Un matin, il y a quelques
jours, un café, un dessin, j'ouvre un peu facebook, fais défiler ma
time line, like quelques statuts promotionnels de copains artistes et
quelques rares pamphlets pertinents perdus entre les citations des
mignons, les vidéos de chats et les déclarations racistes. Parmi
les fakes et les hoax, une polémique redondante attire mon attention,
chez les nominés au 43ème festival d’Angoulême, il n'y a aucune
femme.
En voilà une surprise
qui n'est pas si étonnante. On connaissait la phallocratie du milieux
de la bande dessinée et notamment du festival international de la
BD d’Angoulême. Depuis 43 ans « Florence Cestac est la
seule femme à avoir reçu cette distinction. Claire Brétecher,
pilier du Neuvième Art, n’a elle-même jamais reçu le Grand Prix,
repartant en 1983 avec le prix du 10ème anniversaire (prix n’ayant
jamais empêché ses lauréats d’être éligibles pour les Grand
Prix suivants). » (FIBD : Femmes Interdites de Bande Dessinée)

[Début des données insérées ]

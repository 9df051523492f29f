use super::*;
use crate::assert;

/// Heap allocated matrix, similar to a 2D [`Vec`].
///
/// # Note
///
/// The memory layout of `Mat` is guaranteed to be column-major, meaning that it has a row stride
/// of `1`, and a column stride equal to the number of rows.
///
/// Let us consider a 3×4 matrix
///
/// ```notcode
///  0 │ 3 │ 6 │  9
/// ───┼───┼───┼───
///  1 │ 4 │ 7 │ 10
/// ───┼───┼───┼───
///  2 │ 5 │ 8 │ 11
/// ```
/// The memory representation of the data held by such a matrix is:
///
/// ```notcode
/// 0 1 2 3 4 5 6 7 8 9 10 11
/// ```
#[derive(Clone)]
pub struct Mat<E: RealField> {
    data: Vec<E>,
    nrows: usize,
    ncols: usize,
}

impl<E: RealField> Mat<E> {
    /// Returns a new matrix with dimensions `(nrows, ncols)`, filled with the provided function.
    #[inline]
    pub fn from_fn(nrows: usize, ncols: usize, f: impl FnMut(usize, usize) -> E) -> Self {
        let mut f = f;
        let mut data = Vec::with_capacity(nrows * ncols);
        for j in 0..ncols {
            for i in 0..nrows {
                data.push(f(i, j));
            }
        }
        Self { data, nrows, ncols }
    }

    /// Returns a new matrix with dimensions `(nrows, ncols)`, filled with zeros.
    #[inline]
    pub fn zeros(nrows: usize, ncols: usize) -> Self {
        Self::from_fn(nrows, ncols, |_, _| E::zero())
    }

    /// Returns a new matrix with dimensions `(nrows, ncols)`, filled with zeros, except the main
    /// diagonal which is filled with ones.
    #[inline]
    #[doc(alias = "eye")]
    pub fn identity(nrows: usize, ncols: usize) -> Self {
        Self::from_fn(nrows, ncols, |i, j| if i == j { E::one() } else { E::zero() })
    }

    /// Builds a matrix from a list of rows, validating that the data describes a non-empty
    /// rectangular matrix of finite values.
    ///
    /// # Example
    /// ```
    /// use echelon::{mat::CreationError, Mat};
    ///
    /// let a = Mat::try_from_rows(&[vec![1.0, 2.0], vec![3.0, 4.0_f64]]).unwrap();
    /// assert_eq!(a.read(1, 0), 3.0);
    ///
    /// let ragged = Mat::try_from_rows(&[vec![1.0, 2.0], vec![3.0_f64]]);
    /// assert_eq!(
    ///     ragged,
    ///     Err(CreationError::Ragged {
    ///         row: 1,
    ///         expected: 2,
    ///         found: 1
    ///     })
    /// );
    /// ```
    pub fn try_from_rows<Row: AsRef<[E]>>(rows: &[Row]) -> Result<Self, CreationError> {
        let nrows = rows.len();
        let ncols = match rows.first() {
            Some(first) => first.as_ref().len(),
            None => return Err(CreationError::Empty),
        };
        if ncols == 0 {
            return Err(CreationError::Empty);
        }

        for (i, row) in rows.iter().enumerate() {
            let row = row.as_ref();
            if row.len() != ncols {
                return Err(CreationError::Ragged {
                    row: i,
                    expected: ncols,
                    found: row.len(),
                });
            }
            if let Some(j) = row.iter().position(|x| !x.is_finite()) {
                return Err(CreationError::NonFinite { row: i, col: j });
            }
        }

        Ok(Self::from_fn(nrows, ncols, |i, j| rows[i].as_ref()[j]))
    }

    /// Returns the number of rows of the matrix.
    #[inline(always)]
    pub fn nrows(&self) -> usize {
        self.nrows
    }

    /// Returns the number of columns of the matrix.
    #[inline(always)]
    pub fn ncols(&self) -> usize {
        self.ncols
    }

    /// Returns the number of rows and columns of the matrix.
    #[inline]
    pub fn shape(&self) -> (usize, usize) {
        (self.nrows(), self.ncols())
    }

    /// Returns a view over the matrix.
    #[inline]
    pub fn as_ref(&self) -> MatRef<'_, E> {
        MatRef {
            data: &self.data,
            nrows: self.nrows,
            ncols: self.ncols,
        }
    }

    /// Returns a mutable view over the matrix.
    #[inline]
    pub fn as_mut(&mut self) -> MatMut<'_, E> {
        MatMut {
            data: &mut self.data,
            nrows: self.nrows,
            ncols: self.ncols,
        }
    }

    /// Returns the column at the given index as a contiguous slice.
    #[inline]
    #[track_caller]
    pub fn col_as_slice(&self, col: usize) -> &[E] {
        self.as_ref().col_as_slice(col)
    }

    /// Reads the value of the element at the given indices.
    ///
    /// # Panics
    /// The function panics if any of the following conditions are violated:
    /// * `row < self.nrows()`.
    /// * `col < self.ncols()`.
    #[inline(always)]
    #[track_caller]
    pub fn read(&self, row: usize, col: usize) -> E {
        self.as_ref().read(row, col)
    }

    /// Writes the value to the element at the given indices.
    ///
    /// # Panics
    /// The function panics if any of the following conditions are violated:
    /// * `row < self.nrows()`.
    /// * `col < self.ncols()`.
    #[inline(always)]
    #[track_caller]
    pub fn write(&mut self, row: usize, col: usize, value: E) {
        self.as_mut().write(row, col, value)
    }

    /// Copies the values from `other` into `self`.
    ///
    /// # Panics
    /// The function panics if `self` and `other` do not have the same shape.
    #[inline]
    #[track_caller]
    pub fn copy_from(&mut self, other: impl AsMatRef<E>) {
        self.as_mut().copy_from(other)
    }

    /// Returns the rows of the matrix as nested vectors.
    pub fn to_rows(&self) -> Vec<Vec<E>> {
        (0..self.nrows)
            .map(|i| self.as_ref().row_iter(i).collect())
            .collect()
    }
}

impl<E: RealField> PartialEq for Mat<E> {
    #[inline]
    fn eq(&self, other: &Self) -> bool {
        self.as_ref() == other.as_ref()
    }
}

impl<E: RealField> core::fmt::Debug for Mat<E> {
    fn fmt(&self, f: &mut core::fmt::Formatter<'_>) -> core::fmt::Result {
        core::fmt::Debug::fmt(&self.as_ref(), f)
    }
}

impl<E: RealField> core::ops::Index<(usize, usize)> for Mat<E> {
    type Output = E;

    #[inline]
    #[track_caller]
    fn index(&self, (row, col): (usize, usize)) -> &E {
        self.as_ref().get(row, col)
    }
}

impl<E: RealField> core::ops::IndexMut<(usize, usize)> for Mat<E> {
    #[inline]
    #[track_caller]
    fn index_mut(&mut self, (row, col): (usize, usize)) -> &mut E {
        assert!(all(row < self.nrows(), col < self.ncols()));
        self.as_mut().get_mut(row, col)
    }
}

http://bdegalite.org/fibd-femmes-interdites-de-bande-dessinee/
Parmi cette liste de nominés, 30 auteurs, zéro auteure. Alors je
vérifie mes sources et cours sur le site officiel d’Angoulême où
sont effectivement énumérés 30 hommes talentueux, dont certains ne
réalisent plus, eux même, de bande dessinée depuis l'époque bénie
où nos daronnes ont brûlées leurs soutifs.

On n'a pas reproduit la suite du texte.